Work request
Go over the data and keep only the lines that include "zoom".

Stored data entries
-------
impl StoragePort for MemoryStore {
    fn exists(&self, key: &str) -> Result<bool, ImpactError> {
        Ok(self.lock()?.contains_key(key))
    }

    fn read_bytes(&self, key: &str) -> Result<Vec<u8>, ImpactError> {
        self.lock()?
            .get(key)
            .cloned()
            .ok_or_else(|| ImpactError::NotFound(key.to_string()))
    }

    fn write_bytes(&self, key: &str, content: &[u8]) -> Result<(), ImpactError> {
        let failing = self
            .failing_prefix
            .lock()
            .map_err(|_| ImpactError::Storage("memory store poisoned".to_string()))?
            .clone();
        if let Some(prefix) = failing {
            if key.starts_with(&prefix) {
                return Err(ImpactError::Storage(format!("injected write failure: {key}")));
            }
        }
        self.lock()?.insert(key.to_string(), content.to_vec());
        self.writes.fetch_add(1, Ordering::SeqCst);
        Ok(())
    }

    fn delete(&self, key: &str) -> Result<(), ImpactError> {
        self.lock()?.remove(key);
        Ok(())
    }

    fn list(&self, prefix: &str) -> Result<Vec<String>, ImpactError> {
        Ok(self
            .lock()?
            .keys()
            .filter(|key| key.starts_with(prefix))
            .cloned()
            .collect())
    }
}
pub mod aggregate;
pub mod cci;
pub mod config;
pub mod domain;
pub mod error;
pub mod exposure;
pub mod geometry;
pub mod http;
pub mod layers;
pub mod ledger;
pub mod output;
pub mod pipeline;
pub mod providers;
pub mod report;
pub mod severity;
pub mod store;
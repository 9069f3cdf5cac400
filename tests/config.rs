use std::collections::BTreeMap;

use assert_matches::assert_matches;

use storm_impact::config::{Config, ConfigLoader, StorageBackend, StorageSettings};
use storm_impact::domain::WindThreshold;
use storm_impact::error::ImpactError;

fn env_from(pairs: &[(&str, &str)]) -> impl Fn(&str) -> Option<String> {
    let map: BTreeMap<String, String> = pairs
        .iter()
        .map(|(key, value)| (key.to_string(), value.to_string()))
        .collect();
    move |key: &str| map.get(key).cloned()
}

#[test]
fn parse_config_file() {
    let temp = tempfile::tempdir().unwrap();
    let path = temp.path().join("storm-impact.json");
    std::fs::write(
        &path,
        r#"{
            "countries": ["twn", "jam"],
            "zoom": 12,
            "buffer_km": 500,
            "facility_probability": "point-in-envelope",
            "cci_weights": {"34": 0.5, "64": 4.0},
            "data_root": "/tmp/storm-impact-test"
        }"#,
    )
    .unwrap();

    let resolved = ConfigLoader::resolve(path.to_str(), env_from(&[])).unwrap();
    let countries: Vec<&str> = resolved.countries.iter().map(|code| code.as_str()).collect();
    assert_eq!(countries, vec!["TWN", "JAM"]);
    assert_eq!(resolved.zoom, 12);
    assert_eq!(resolved.buffer_km, 500.0);
    assert_eq!(resolved.cci_weights.weight(WindThreshold::try_from(34).unwrap()), 0.5);
    assert_eq!(resolved.cci_weights.weight(WindThreshold::try_from(40).unwrap()), 2.0);
    assert_eq!(resolved.cci_weights.weight(WindThreshold::try_from(64).unwrap()), 4.0);
    assert_matches!(resolved.storage, StorageSettings::Local { ref root } if root == "/tmp/storm-impact-test");
}

#[test]
fn explicit_missing_config_is_an_error() {
    let err = ConfigLoader::resolve(Some("/nonexistent/storm-impact.json"), env_from(&[]))
        .unwrap_err();
    assert_matches!(err, ImpactError::ConfigRead(_));
    assert!(err.is_config());
}

#[test]
fn blob_backend_requires_credentials() {
    let config = Config {
        storage: Some(StorageBackend::Blob),
        ..Config::default()
    };
    let err = ConfigLoader::resolve_config(config, env_from(&[])).unwrap_err();
    assert_matches!(err, ImpactError::MissingCredentials { ref missing, .. } if missing.contains("SAS_TOKEN"));
}

#[test]
fn environment_selects_read_only_blob() {
    let env = env_from(&[
        ("DATA_PIPELINE_DB", "RO_BLOB"),
        ("ACCOUNT_URL", "https://example.blob.core.windows.net"),
        ("SAS_TOKEN", "sv=2024&sig=abc"),
    ]);
    let resolved = ConfigLoader::resolve_config(Config::default(), env).unwrap();
    assert_matches!(
        resolved.storage,
        StorageSettings::Blob {
            read_only: true,
            ..
        }
    );
}

#[test]
fn warehouse_is_required_only_on_demand() {
    let config = Config {
        data_root: Some("/tmp/storm-impact-test".to_string()),
        ..Config::default()
    };
    let resolved = ConfigLoader::resolve_config(config, env_from(&[])).unwrap();
    assert_matches!(
        resolved.require_warehouse(),
        Err(ImpactError::MissingCredentials { .. })
    );

    let env = env_from(&[
        ("SNOWFLAKE_ACCOUNT", "acme"),
        ("SNOWFLAKE_TOKEN", "token"),
        ("SNOWFLAKE_WAREHOUSE", "wh"),
        ("SNOWFLAKE_DATABASE", "db"),
        ("SNOWFLAKE_SCHEMA", "storms"),
        ("ROOT_DATA_DIR", "/tmp/storm-impact-test"),
    ]);
    let resolved = ConfigLoader::resolve_config(Config::default(), env).unwrap();
    assert_eq!(resolved.require_warehouse().unwrap().account, "acme");
}

#[test]
fn rejects_bad_values() {
    let zoom = Config {
        zoom: Some(0),
        data_root: Some("/tmp/x".to_string()),
        ..Config::default()
    };
    assert_matches!(
        ConfigLoader::resolve_config(zoom, env_from(&[])),
        Err(ImpactError::InvalidConfig(_))
    );

    let weights = Config {
        cci_weights: Some(BTreeMap::from([(34, -1.0)])),
        data_root: Some("/tmp/x".to_string()),
        ..Config::default()
    };
    assert_matches!(
        ConfigLoader::resolve_config(weights, env_from(&[])),
        Err(ImpactError::InvalidConfig(_))
    );

    let threshold = Config {
        cci_weights: Some(BTreeMap::from([(35, 1.0)])),
        data_root: Some("/tmp/x".to_string()),
        ..Config::default()
    };
    assert_matches!(
        ConfigLoader::resolve_config(threshold, env_from(&[])),
        Err(ImpactError::InvalidWindThreshold(_))
    );
}
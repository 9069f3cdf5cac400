use std::io::{self, Write};

use serde::Serialize;
use tracing::info;

use crate::layers::InitOutcome;
use crate::ledger::LedgerEntry;
use crate::pipeline::{ProgressEvent, ProgressSink, RunSummary, UnitState};

pub struct JsonOutput;

impl JsonOutput {
    pub fn print_summary(summary: &RunSummary) -> io::Result<()> {
        Self::print_json(summary)
    }

    pub fn print_status(entries: &[LedgerEntry]) -> io::Result<()> {
        Self::print_json(&entries)
    }

    pub fn print_init(outcomes: &[InitOutcome]) -> io::Result<()> {
        Self::print_json(&outcomes)
    }

    fn print_json<T: Serialize>(value: &T) -> io::Result<()> {
        let json = serde_json::to_string_pretty(value).map_err(io::Error::other)?;
        let mut stdout = io::stdout();
        stdout.write_all(json.as_bytes())?;
        stdout.write_all(b"\n")?;
        Ok(())
    }
}

/// Progress sink that reports terminal unit states through `tracing`.
pub struct LogProgress;

impl ProgressSink for LogProgress {
    fn event(&self, event: ProgressEvent) {
        if !event.state.is_terminal() {
            return;
        }
        let elapsed_ms = event.elapsed.map(|elapsed| elapsed.as_millis() as u64);
        match &event.state {
            UnitState::Failed { reason, retryable } => info!(
                unit = %event.unit,
                elapsed_ms,
                retryable,
                reason = reason.as_str(),
                "unit finished: failed"
            ),
            state => info!(unit = %event.unit, elapsed_ms, state = state.name(), "unit finished"),
        }
    }
}
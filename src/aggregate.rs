use std::collections::BTreeMap;

use geo::BoundingRect;
use rayon::prelude::*;
use serde::{Deserialize, Serialize};
use tracing::debug;

use crate::config::FacilityProbability;
use crate::domain::{FacilityKind, WindThreshold};
use crate::error::ImpactError;
use crate::exposure::EnsembleEnvelopes;
use crate::geometry::point_footprint;
use crate::layers::{AdminRegion, Attribute, BaseAttributes, Facility, Tile};

/// Probability that at least one of several independent indicators holds:
/// `1 - Π(1 - x_i)`. Each indicator is expected in [0, 1].
pub fn union_probability<I>(indicators: I) -> f64
where
    I: IntoIterator<Item = f64>,
{
    1.0 - indicators
        .into_iter()
        .fold(1.0, |miss, indicator| miss * (1.0 - indicator))
}

/// Inclusion probability checked to lie in [0, 1]. Out-of-range values are
/// rejected, never clamped.
#[derive(Debug, Clone, Copy, PartialEq, PartialOrd, Serialize, Deserialize)]
#[serde(try_from = "f64", into = "f64")]
pub struct Probability(f64);

impl Probability {
    pub const ZERO: Probability = Probability(0.0);

    pub fn new(value: f64, context: &str) -> Result<Self, ImpactError> {
        if value.is_finite() && (0.0..=1.0).contains(&value) {
            Ok(Self(value))
        } else {
            Err(ImpactError::ProbabilityOutOfRange {
                value,
                context: context.to_string(),
            })
        }
    }

    pub fn value(&self) -> f64 {
        self.0
    }
}

impl TryFrom<f64> for Probability {
    type Error = ImpactError;

    fn try_from(value: f64) -> Result<Self, Self::Error> {
        Self::new(value, "decoded value")
    }
}

impl From<Probability> for f64 {
    fn from(value: Probability) -> Self {
        value.0
    }
}

/// Probability-weighted base attributes. Missing inputs contribute zero.
#[derive(Debug, Clone, Copy, Default, PartialEq, Serialize, Deserialize)]
pub struct ExpectedValues {
    #[serde(rename = "E_population", default)]
    pub population: f64,
    #[serde(rename = "E_school_age_population", default)]
    pub school_age_population: f64,
    #[serde(rename = "E_infant_population", default)]
    pub infant_population: f64,
    #[serde(rename = "E_built_surface_m2", default)]
    pub built_surface_m2: f64,
    #[serde(rename = "E_num_schools", default)]
    pub num_schools: f64,
    #[serde(rename = "E_num_hcs", default)]
    pub num_hcs: f64,
}

impl ExpectedValues {
    pub fn from_attributes(probability: Probability, attributes: &BaseAttributes) -> Self {
        let p = probability.value();
        let weighted = |attribute| attributes.get(attribute).map(|v| v * p).unwrap_or(0.0);
        Self {
            population: weighted(Attribute::Population),
            school_age_population: weighted(Attribute::SchoolAgePopulation),
            infant_population: weighted(Attribute::InfantPopulation),
            built_surface_m2: weighted(Attribute::BuiltSurfaceM2),
            num_schools: weighted(Attribute::NumSchools),
            num_hcs: weighted(Attribute::NumHcs),
        }
    }

    pub fn get(&self, attribute: Attribute) -> f64 {
        match attribute {
            Attribute::Population => self.population,
            Attribute::SchoolAgePopulation => self.school_age_population,
            Attribute::InfantPopulation => self.infant_population,
            Attribute::BuiltSurfaceM2 => self.built_surface_m2,
            Attribute::NumSchools => self.num_schools,
            Attribute::NumHcs => self.num_hcs,
            Attribute::Rwi | Attribute::SmodClass => 0.0,
        }
    }

    pub fn children(&self) -> f64 {
        self.school_age_population + self.infant_population
    }

    pub fn add(&mut self, other: &ExpectedValues) {
        self.population += other.population;
        self.school_age_population += other.school_age_population;
        self.infant_population += other.infant_population;
        self.built_surface_m2 += other.built_surface_m2;
        self.num_schools += other.num_schools;
        self.num_hcs += other.num_hcs;
    }
}

#[derive(Debug, Clone, PartialEq, Serialize, Deserialize)]
pub struct TileImpact {
    pub tile_id: String,
    #[serde(default)]
    pub admin_id: Option<String>,
    pub threshold: WindThreshold,
    pub probability: Probability,
    #[serde(flatten)]
    pub base: BaseAttributes,
    #[serde(flatten)]
    pub expected: ExpectedValues,
}

#[derive(Debug, Clone, PartialEq, Serialize, Deserialize)]
pub struct AdminImpact {
    pub admin_id: String,
    #[serde(default)]
    pub name: Option<String>,
    pub threshold: WindThreshold,
    /// Population-weighted mean of the member tiles' probabilities.
    pub probability: Probability,
    pub tiles: usize,
    #[serde(flatten)]
    pub base: BaseAttributes,
    #[serde(flatten)]
    pub expected: ExpectedValues,
}

/// A facility is one expected occurrence, so its expected count equals its
/// probability.
#[derive(Debug, Clone, PartialEq, Serialize, Deserialize)]
pub struct FacilityImpact {
    pub facility_id: String,
    pub kind: FacilityKind,
    #[serde(default)]
    pub name: Option<String>,
    #[serde(default)]
    pub category: Option<String>,
    pub lon: f64,
    pub lat: f64,
    pub threshold: WindThreshold,
    pub probability: Probability,
    pub expected: f64,
}

/// All exposure rows for one threshold of one unit of work.
#[derive(Debug, Clone, Default)]
pub struct ThresholdImpacts {
    pub tiles: Vec<TileImpact>,
    pub admins: Vec<AdminImpact>,
    pub schools: Vec<FacilityImpact>,
    pub health_centers: Vec<FacilityImpact>,
}

impl ThresholdImpacts {
    pub fn facilities(&self, kind: FacilityKind) -> &[FacilityImpact] {
        match kind {
            FacilityKind::School => &self.schools,
            FacilityKind::HealthCenter => &self.health_centers,
        }
    }

    pub fn totals(&self) -> ExpectedValues {
        let mut totals = ExpectedValues::default();
        for tile in &self.tiles {
            totals.add(&tile.expected);
        }
        totals
    }
}

/// Facility & Tile Exposure Aggregator for one forecast's ensemble.
pub struct Aggregator<'a> {
    envelopes: &'a EnsembleEnvelopes,
    facility_mode: FacilityProbability,
    facility_buffer_m: f64,
}

impl<'a> Aggregator<'a> {
    pub fn new(
        envelopes: &'a EnsembleEnvelopes,
        facility_mode: FacilityProbability,
        facility_buffer_m: f64,
    ) -> Self {
        Self {
            envelopes,
            facility_mode,
            facility_buffer_m,
        }
    }

    /// Share of ensemble members whose envelope at `threshold` reaches the
    /// target, each member's pieces combined with [`union_probability`].
    fn ensemble_probability(
        &self,
        threshold: WindThreshold,
        target: &geo::Polygon<f64>,
        context: &str,
    ) -> Result<Probability, ImpactError> {
        let members = self.envelopes.member_count();
        if members == 0 {
            return Ok(Probability::ZERO);
        }
        let Some(rect) = target.bounding_rect() else {
            return Ok(Probability::ZERO);
        };
        let covered: f64 = self
            .envelopes
            .member_indicators(threshold, target, &rect)
            .into_iter()
            .sum();
        Probability::new(covered / members as f64, context)
    }

    /// Tile rows for every tile with non-zero probability at `threshold`.
    pub fn tiles(
        &self,
        threshold: WindThreshold,
        tiles: &[Tile],
    ) -> Result<Vec<TileImpact>, ImpactError> {
        let rows = tiles
            .par_iter()
            .map(|tile| {
                let polygon = tile.bounds()?.to_polygon();
                let probability = self.ensemble_probability(
                    threshold,
                    &polygon,
                    &format!("tile {} at {threshold} kt", tile.tile_id),
                )?;
                if probability.value() == 0.0 {
                    return Ok(None);
                }
                Ok(Some(TileImpact {
                    tile_id: tile.tile_id.clone(),
                    admin_id: tile.admin_id.clone(),
                    threshold,
                    probability,
                    base: tile.attributes.clone(),
                    expected: ExpectedValues::from_attributes(probability, &tile.attributes),
                }))
            })
            .collect::<Result<Vec<_>, ImpactError>>()?;
        let rows: Vec<TileImpact> = rows.into_iter().flatten().collect();
        debug!(threshold = %threshold, tiles = rows.len(), "tile exposure computed");
        Ok(rows)
    }

    /// Facility rows for every facility with non-zero probability at `threshold`.
    pub fn facilities(
        &self,
        threshold: WindThreshold,
        facilities: &[Facility],
    ) -> Result<Vec<FacilityImpact>, ImpactError> {
        let rows = facilities
            .par_iter()
            .map(|facility| {
                let context = format!("facility {} at {threshold} kt", facility.facility_id);
                let probability = match self.facility_mode {
                    FacilityProbability::EnsembleFraction => {
                        let footprint =
                            point_footprint(facility.location(), self.facility_buffer_m);
                        self.ensemble_probability(threshold, &footprint, &context)?
                    }
                    FacilityProbability::PointInEnvelope => {
                        let inside = self.envelopes.covers_point(threshold, &facility.location());
                        Probability::new(if inside { 1.0 } else { 0.0 }, &context)?
                    }
                };
                if probability.value() == 0.0 {
                    return Ok(None);
                }
                Ok(Some(FacilityImpact {
                    facility_id: facility.facility_id.clone(),
                    kind: facility.kind,
                    name: facility.name.clone(),
                    category: facility.category.clone(),
                    lon: facility.lon,
                    lat: facility.lat,
                    threshold,
                    probability,
                    expected: probability.value(),
                }))
            })
            .collect::<Result<Vec<_>, ImpactError>>()?;
        Ok(rows.into_iter().flatten().collect())
    }
}

/// Static attributes of each admin-1 region, rolled up from every base tile
/// that carries its id. Independent of any storm footprint.
pub fn admin_baselines(tiles: &[Tile]) -> BTreeMap<String, BaseAttributes> {
    let mut groups: BTreeMap<&str, Vec<&BaseAttributes>> = BTreeMap::new();
    for tile in tiles {
        if let Some(admin_id) = tile.admin_id.as_deref() {
            groups.entry(admin_id).or_default().push(&tile.attributes);
        }
    }
    groups
        .into_iter()
        .map(|(admin_id, members)| (admin_id.to_string(), rollup_attributes(&members)))
        .collect()
}

fn rollup_attributes(members: &[&BaseAttributes]) -> BaseAttributes {
    let sum = |attribute| sum_present(members.iter().map(|base| base.get(attribute)));
    let weighted = |attribute| {
        weighted_mean(
            members
                .iter()
                .map(|base| (base.get(attribute), base.get(Attribute::Population))),
        )
    };
    BaseAttributes {
        population: sum(Attribute::Population),
        school_age_population: sum(Attribute::SchoolAgePopulation),
        infant_population: sum(Attribute::InfantPopulation),
        built_surface_m2: sum(Attribute::BuiltSurfaceM2),
        num_schools: sum(Attribute::NumSchools),
        num_hcs: sum(Attribute::NumHcs),
        rwi: weighted(Attribute::Rwi),
        smod_class: weighted(Attribute::SmodClass),
    }
}

/// Rolls tile rows of one threshold up to their admin-1 regions, ordered by
/// admin id. Expected values and probability follow the exposed tiles; the
/// static attributes come from `baselines`. Tiles without an admin id are
/// left out of the rollup.
pub fn rollup_admins(
    threshold: WindThreshold,
    tiles: &[TileImpact],
    baselines: &BTreeMap<String, BaseAttributes>,
    admins: &[AdminRegion],
) -> Result<Vec<AdminImpact>, ImpactError> {
    let names: BTreeMap<&str, &str> = admins
        .iter()
        .map(|admin| (admin.admin_id.as_str(), admin.name.as_str()))
        .collect();
    let mut groups: BTreeMap<&str, Vec<&TileImpact>> = BTreeMap::new();
    for tile in tiles {
        if let Some(admin_id) = tile.admin_id.as_deref() {
            groups.entry(admin_id).or_default().push(tile);
        }
    }

    groups
        .into_iter()
        .map(|(admin_id, members)| {
            let mut expected = ExpectedValues::default();
            for tile in &members {
                expected.add(&tile.expected);
            }
            let base = match baselines.get(admin_id) {
                Some(base) => base.clone(),
                None => {
                    let bases: Vec<&BaseAttributes> = members.iter().map(|t| &t.base).collect();
                    rollup_attributes(&bases)
                }
            };
            let probability = weighted_mean(members.iter().map(|t| {
                (
                    Some(t.probability.value()),
                    t.base.get(Attribute::Population),
                )
            }))
            .unwrap_or(0.0);
            Ok(AdminImpact {
                admin_id: admin_id.to_string(),
                name: names.get(admin_id).map(|name| name.to_string()),
                threshold,
                probability: Probability::new(
                    probability,
                    &format!("admin {admin_id} at {threshold} kt"),
                )?,
                tiles: members.len(),
                base,
                expected,
            })
        })
        .collect()
}

fn sum_present(values: impl Iterator<Item = Option<f64>>) -> Option<f64> {
    values.flatten().fold(None, |acc, v| Some(acc.unwrap_or(0.0) + v))
}

/// Mean of the present values weighted by `weight`. Falls back to the
/// unweighted mean when the present values carry no positive weight, and to
/// `None` when no value is present.
pub fn weighted_mean(pairs: impl Iterator<Item = (Option<f64>, Option<f64>)>) -> Option<f64> {
    let present: Vec<(f64, f64)> = pairs
        .filter_map(|(value, weight)| {
            value.map(|v| (v, weight.filter(|w| w.is_finite() && *w > 0.0).unwrap_or(0.0)))
        })
        .collect();
    if present.is_empty() {
        return None;
    }
    let total_weight: f64 = present.iter().map(|(_, w)| w).sum();
    if total_weight > 0.0 {
        Some(present.iter().map(|(v, w)| v * w).sum::<f64>() / total_weight)
    } else {
        Some(present.iter().map(|(v, _)| v).sum::<f64>() / present.len() as f64)
    }
}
-------
Task response
            "zoom": 12,
    assert_eq!(resolved.zoom, 12);
    let zoom = Config {
        zoom: Some(0),
        ConfigLoader::resolve_config(zoom, env_from(&[])),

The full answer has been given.